The hinterland, or 'scratch' of modernism.
Alfa Department Store was built between 1965 and 1972, designed by Jerzy Liśniewicz, on what was then Armii Czerwona Street, on the site of several tenement houses from the late 19th and early 20th centuries, which were demolished for this purpose. It is a complex of five 12-storey high-rises, connected by a long common plinth in the form of a horizontal two-storey pavilion, with elevations divided by windows framed by vertical ribs. It was built along the northern frontage of the street, hiding behind it the blind walls of two quarters of buildings covering Gwarna, Kantaka and Ratajczaka Streets, which became exposed after the necessary demolitions. This resulted in a specific space separating the old from the new, as the "pavilion" form of the ground floor - in accordance with the modernist doctrine, which genetically most often did not fit into the traditional and historical structure of the city based on the building plot - required open space.
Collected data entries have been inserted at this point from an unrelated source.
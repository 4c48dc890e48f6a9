// Cut, concat and generated segment sets through the pipeline

use crate::common::{FakeProbe, FakeTranscoder, Harness, pass2};
use clipfit::engine::{FitError, Padding, SegmentMode, SegmentRequest, SilenceTrimMode};

fn segments(mode: SegmentMode, spec: &str) -> Option<SegmentRequest> {
    Some(SegmentRequest {
        mode,
        spec: spec.to_string(),
        padding: Padding::default(),
    })
}

#[test]
fn test_cut_renders_intermediate_and_uses_its_duration() {
    let mut h = Harness::new();
    h.opts.segments = segments(SegmentMode::Cut, "0:10-0:20");
    h.opts.keep_temp_files = true;
    let probe = FakeProbe {
        rendered_duration: Some(49.96),
        ..FakeProbe::hd(60.0)
    };
    let fake = FakeTranscoder::new();

    let outcome = h.run(&fake, &probe).unwrap();
    assert_eq!(outcome.duration_s, 49.96);
    assert!(outcome.artifacts.iter().any(|p| p.ends_with("segments.mkv")));

    let render = fake
        .rendered()
        .into_iter()
        .find(|c| c.contains("-filter_complex"))
        .unwrap();
    assert!(render.contains("concat=n=2:v=1:a=0[outv]"));
    assert!(render.contains("concat=n=2:v=0:a=1[outa]"));
    assert!(render.contains("-c:v libx265 -x265-params lossless=1"));

    // everything downstream reads the intermediate, whole
    let final_pass = pass2(&fake);
    assert!(final_pass.contains("segments.mkv"));
    assert!(!final_pass.contains("-ss "));
}

#[test]
fn test_unprobeable_render_falls_back_to_planned_duration() {
    let mut h = Harness::new();
    h.opts.segments = segments(SegmentMode::Cut, "0:10-0:20;0:15-0:30");
    let fake = FakeTranscoder::new();

    // cuts merge into 10..30, leaving 40 s
    let outcome = h.run(&fake, &FakeProbe::hd(60.0)).unwrap();
    assert_eq!(outcome.duration_s, 40.0);
}

#[test]
fn test_single_concat_range_only_moves_the_window() {
    let mut h = Harness::new();
    h.opts.segments = segments(SegmentMode::Concat, "0:30-0:40");
    let fake = FakeTranscoder::new();

    let outcome = h.run(&fake, &FakeProbe::hd(60.0)).unwrap();
    assert_eq!(outcome.duration_s, 10.0);
    assert_eq!(fake.count_matching("-filter_complex"), 0);
    assert!(pass2(&fake).contains("-ss 00:00:30.000 -t 00:00:10.000 -i"));
}

#[test]
fn test_single_concat_range_keeps_its_padding() {
    let mut h = Harness::new();
    h.opts.segments = Some(SegmentRequest {
        mode: SegmentMode::Concat,
        spec: "0:30-0:40".to_string(),
        padding: Padding::from_millis(500, 500),
    });
    let fake = FakeTranscoder::new();

    let outcome = h.run(&fake, &FakeProbe::hd(60.0)).unwrap();
    assert_eq!(outcome.duration_s, 11.0);
    assert_eq!(fake.count_matching("-filter_complex"), 0);
    assert!(pass2(&fake).contains("-ss 00:00:29.500 -t 00:00:11.000 -i"));
}

#[test]
fn test_concat_range_past_the_end_is_clamped() {
    let mut h = Harness::new();
    h.opts.segments = segments(SegmentMode::Concat, "0:50-1:30");
    let fake = FakeTranscoder::new();

    let outcome = h.run(&fake, &FakeProbe::hd(60.0)).unwrap();
    assert_eq!(outcome.duration_s, 10.0);
    assert!(pass2(&fake).contains("-ss 00:00:50.000 -t 00:00:10.000 -i"));

    h.opts.segments = segments(SegmentMode::Concat, "0:10-0:20;1:05-1:10");
    let err = h.run(&fake, &FakeProbe::hd(60.0)).unwrap_err();
    assert!(matches!(err, FitError::InvalidSegment { .. }));
}

#[test]
fn test_cut_removing_everything_is_empty() {
    let mut h = Harness::new();
    h.opts.segments = segments(SegmentMode::Cut, "0:00-1:00");
    let fake = FakeTranscoder::new();

    let err = h.run(&fake, &FakeProbe::hd(60.0)).unwrap_err();
    assert!(matches!(err, FitError::EmptySegmentSet));
    assert!(fake.rendered().is_empty());
}

#[test]
fn test_overlapping_concat_is_rejected() {
    let mut h = Harness::new();
    h.opts.segments = segments(SegmentMode::Concat, "0:10-0:20;0:15-0:25");
    let fake = FakeTranscoder::new();

    let err = h.run(&fake, &FakeProbe::hd(60.0)).unwrap_err();
    assert!(matches!(err, FitError::InvalidSegment { .. }));
}

#[test]
fn test_segments_before_clip_start_are_rejected() {
    let mut h = Harness::new();
    h.opts.segments = segments(SegmentMode::Cut, "0:05-0:08");
    let fake = FakeTranscoder::new();
    let mut request = h.request();
    request.start_s = Some(10.0);
    request.duration_s = Some(30.0);

    let err = h.run_request(&fake, &FakeProbe::hd(60.0), &request).unwrap_err();
    assert!(matches!(err, FitError::InvalidSegment { .. }));
}

#[test]
fn test_silence_trim_cannot_combine_with_segments() {
    let mut h = Harness::new();
    h.opts.segments = segments(SegmentMode::Cut, "0:10-0:20");
    h.opts.trim_silence = Some(SilenceTrimMode::All);
    let fake = FakeTranscoder::new();

    let err = h.run(&fake, &FakeProbe::hd(60.0)).unwrap_err();
    assert!(matches!(err, FitError::InvalidSegment { .. }));
    assert_eq!(fake.count_matching("silencedetect"), 0);
}

#[test]
fn test_segments_cannot_burn_subtitles() {
    let mut h = Harness::new();
    h.opts.segments = segments(SegmentMode::Cut, "0:10-0:20");
    h.opts.subtitles = Some(h.dir.path().join("subs.srt"));
    let fake = FakeTranscoder::new();

    let err = h.run(&fake, &FakeProbe::hd(60.0)).unwrap_err();
    assert!(matches!(err, FitError::InvalidSegment { .. }));
}

#[test]
fn test_first_second_every_minute() {
    let mut h = Harness::new();
    h.opts.first_second_every_minute = true;
    h.opts.duration_check = false;
    let fake = FakeTranscoder::new();

    let outcome = h.run(&fake, &FakeProbe::hd(185.0)).unwrap();
    // 0, 60, 120 and 180
    assert_eq!(outcome.duration_s, 4.0);
    let render = fake
        .rendered()
        .into_iter()
        .find(|c| c.contains("-filter_complex"))
        .unwrap();
    assert!(render.contains("concat=n=4:v=1:a=0"));
}

#[test]
fn test_first_second_every_minute_excludes_other_segments() {
    let mut h = Harness::new();
    h.opts.first_second_every_minute = true;
    h.opts.segments = segments(SegmentMode::Concat, "0:10-0:20;0:30-0:40");
    let fake = FakeTranscoder::new();

    let err = h.run(&fake, &FakeProbe::hd(60.0)).unwrap_err();
    assert!(matches!(err, FitError::InvalidSegment { .. }));
}
mod audio;
mod budget;
mod detect;
mod encode;
mod error;
mod ffmpeg_cmd;
mod ffmpeg_info;
mod filters;
mod fps;
mod log;
mod pipeline;
mod resolution;
mod runner;
mod segments;
mod tables;
mod timestamp;
mod types;
mod workspace;

pub use audio::{
    AudioPlan, AudioRenderer, AudioRequest, LoudnessMeasurement, MixdownMode, MixdownThresholds,
    RenderState, find_loudness_json, is_layout_defect, remap_layout, resolve_mixdown,
    select_audio_bitrate,
};
pub use budget::{
    Board, BudgetCalculator, SizeBudget, SizeProfile, VideoBitrate, check_duration,
};
pub use detect::{
    SilenceTrim, SilenceTrimMode, parse_cropdetect, parse_silences, plan_silence_trim,
};
pub use encode::{EncodeOrchestrator, EncodeReport, SizeOvershoot, encode_commands, verify_size};
pub use error::{FitError, Result, stderr_tail};
pub use ffmpeg_cmd::{
    AudioRenderArgs, CommandSpec, apply_additional_args, build_audio_render_cmd,
    build_cropdetect_cmd, build_encode_pass_cmd, build_loudnorm_measure_cmd,
    build_segment_render_cmd, build_silencedetect_cmd, null_output_target, two_pass_log_prefix,
};
pub use ffmpeg_info::{
    encoder_available, encoder_listed, ffmpeg_version, ffprobe_version, tool_version,
};
pub use filters::{
    AudioFilter, LoudnessParams, VideoFilter, VideoFilterChain, render_audio_filters,
};
pub use fps::FpsModel;
pub use log::write_debug_log;
pub use pipeline::{
    FitOptions, FitOutcome, FitPipeline, FitRequest, derive_output_path, with_container_ext,
};
pub use resolution::{
    CurveCoefficients, ResizeMode, ResolutionChoice, ResolutionModel, ResolutionSource,
    normalize_to_calibration, scale_filter, scale_to_even, snap_to_table,
};
pub use runner::{FfmpegRunner, LoggedTranscoder, RunOutput, Transcoder};
pub use segments::{
    Padding, SegmentGraph, SegmentMode, SegmentRequest, SegmentSet, StreamKind, TimeRange,
    clamp_to_clip, first_second_every_minute, pad_and_merge, parse_segments, plan_concat, plan_cut,
};
pub use tables::{
    AUDIO_BITRATE_TABLE, DurationTable, FPS_TABLE, MAX_BITRATE_KBPS, RESOLUTION_TABLE,
    ThresholdRule,
};
pub use timestamp::{format_timestamp, parse_timestamp};
pub use types::{
    Channels, ClipWindow, Codec, Deadline, EncodeJob, JobAudio, Pass, PassProgress,
    VideoCodecOptions, VideoPlan,
};
pub use workspace::{DEBUG_LOG_NAME, IdGenerator, UuidIdGenerator, Workspace};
This specific, narrow and elongated space, stretching from the west to the east, like a Heideggerian 'interstice in being' or a 'break in the beingness' of the city, functions at the same time as a symbolic border between two worlds, the horizontal and the vertical, the historical and the contemporary, the pushing in and the pushing out, bearing in itself the traces of the indefiniteness resulting from its character, becoming a specific game of "Aussehen" and "Enseehen" (Ich erinnere hier an Heideggers Spiel von Emergenz und De-Emergenz). "The horizontal is something whose essence includes the open field or fissure (fugue) of vision that surrounds it from all sides," Heidegger wrote in his Conversations on a country road.
Poznań, department store Alfa, Święty Marcin Street, view from the back, north side; ca 2000; scan from a black and white negative.